When Mollie Cueva-Dabkoski was dissecting a sheep’s heart during an eighth-grade science class, she had an epiphany that changed her life. “That heart told the story of anatomy and physiology!” she said.
Realizing that science is best communicated through stories, Cueva-Dabkoski, now just 19 years old, went on to explore beetles in China. She's now at Johns Hopkins University, and continues to do research during breaks.
Cueva-Dabkoski is considered an "Extreme Learner," a designation applied to just 12 individuals by the Institute for the Future, for her radical and gutsy approach to learning. Extreme Learners are self-directed, wide-ranging in their interests, comfortable with technology, and adept at building communities around their interests.
“Extreme learners aren’t so different from everybody else,” said Milton Chen, a fellow at the Institute for the Future and advocate for education reform. “We picked people who are extreme in their passion for learning." They are also willing to go their own way when traditional educational institutions interfere with their pursuits.
Thomas Hunt, for example, another designated "extreme learner," dropped out of high school when he was 14 to work on cancer research. Always interested in science, he found high school stultifying and needlessly time-consuming. Kids of varied interests were thrown together and taught in “the cookie-cutter method,” he said. After he left, Hunt found like-minded learners when he became one of 20 Thiel Fellows, formerly known as “20 Under 20,” which paid him $100,000 to drop out of school for two years and pursue his studies. “For some kids who have a vision of what they’re interested in, high school is not for them,” he said.

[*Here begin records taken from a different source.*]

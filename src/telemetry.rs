use tracing::subscriber;
use tracing_bunyan_formatter::{BunyanFormattingLayer, JsonStorageLayer};
use tracing_log::LogTracer;
use tracing_subscriber::{fmt::MakeWriter, layer::SubscriberExt, EnvFilter, Registry};

/// Installs the global subscriber. `RUST_LOG` overrides the default `info` filter.
pub fn init_subscriber<Sink>(name: &str, sink: Sink)
where
    Sink: for<'a> MakeWriter<'a> + Send + Sync + 'static,
{
    // 将`log`中的记录导入`trace`中
    // 在`trace`中显示`actix-web`的日志
    LogTracer::init().expect("failed to set logger.");

    let env_filter = EnvFilter::try_from_default_env().unwrap_or_else(|_| EnvFilter::new("info"));
    let formatting_layer = BunyanFormattingLayer::new(name.into(), sink);
    let subscriber = Registry::default()
        .with(env_filter)
        .with(JsonStorageLayer)
        .with(formatting_layer);
    subscriber::set_global_default(subscriber).expect("failed to set subscriber.");
}
// ============================================================================
// Lossy Conversion
// Certified decimal string -> f64, for contexts that accept rounding
// ============================================================================

use super::grammar::is_valid;

/// Approximate a certified decimal string as an `f64`.
///
/// The integer part is accumulated by multiply-by-ten-and-add, the fraction
/// by adding each digit times a shrinking power of ten. Digits beyond the
/// `f64` mantissa are silently lost; use [`add`](super::add) for exact work.
///
/// # Panics
/// The input must satisfy the decimal grammar; checked in debug builds only.
///
/// # Example
/// ```
/// use text_decimal::numeric::to_approximate;
///
/// assert_eq!(to_approximate("-2.25"), -2.25);
/// assert_eq!(to_approximate("+10"), 10.0);
/// ```
pub fn to_approximate(value: &str) -> f64 {
    debug_assert!(is_valid(value), "to_approximate called with malformed decimal {value:?}");

    let (sign, unsigned) = match value.as_bytes().first() {
        Some(b'-') => (-1.0, &value[1..]),
        Some(b'+') => (1.0, &value[1..]),
        _ => (1.0, value),
    };
    let (integer, fraction) = unsigned.split_once('.').unwrap_or((unsigned, ""));

    let mut result = integer
        .bytes()
        .fold(0.0_f64, |acc, b| acc * 10.0 + f64::from(b - b'0'));

    let mut factor = 0.1_f64;
    for b in fraction.bytes() {
        result += f64::from(b - b'0') * factor;
        factor *= 0.1;
    }

    sign * result
}

#[cfg(test)]
mod tests {
    use super::*;
    use proptest::prelude::*;

    #[test]
    fn test_exact_binary_fractions() {
        assert_eq!(to_approximate("0"), 0.0);
        assert_eq!(to_approximate("1.5"), 1.5);
        assert_eq!(to_approximate("-2.25"), -2.25);
        assert_eq!(to_approximate("+10"), 10.0);
        assert_eq!(to_approximate("007"), 7.0);
    }

    #[test]
    fn test_precision_is_lost_silently() {
        let many_digits = format!("1.{}1", "0".repeat(30));
        assert_eq!(to_approximate(&many_digits), 1.0);

        let huge = "1".repeat(400);
        assert!(to_approximate(&huge).is_infinite());
    }

    #[test]
    fn test_negative_zero() {
        let value = to_approximate("-0");
        assert_eq!(value, 0.0);
        assert!(value.is_sign_negative());
    }

    proptest! {
        #[test]
        fn prop_close_to_std_parse(token in "[+-]?[0-9]{1,12}(\\.[0-9]{1,6})?") {
            let expected: f64 = token.parse().unwrap();
            let actual = to_approximate(&token);
            let tolerance = expected.abs().max(1.0) * 1e-12;
            prop_assert!((actual - expected).abs() <= tolerance, "{} vs {}", actual, expected);
        }
    }
}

This was also true for Marc Roth, another extreme learner who dropped out of high school three times and never finished his community college education. (He earned his high school equivalency degree in three weeks.) Today, Roth is the founder of the Learning Shelter, a 90-day training program that teaches homeless people high-tech manufacturing skills. Roth is 40, and his improbable path to the Learning Shelter included delivering pizzas, programming and consulting in IT, sailing the seas on a cruise ship, and starting his own business. When that business collapsed, and Roth’s net worth fell from $21 million to nothing, he moved to San Francisco and lived in his car. When his car was broken into, Roth decamped to a homeless shelter for five months.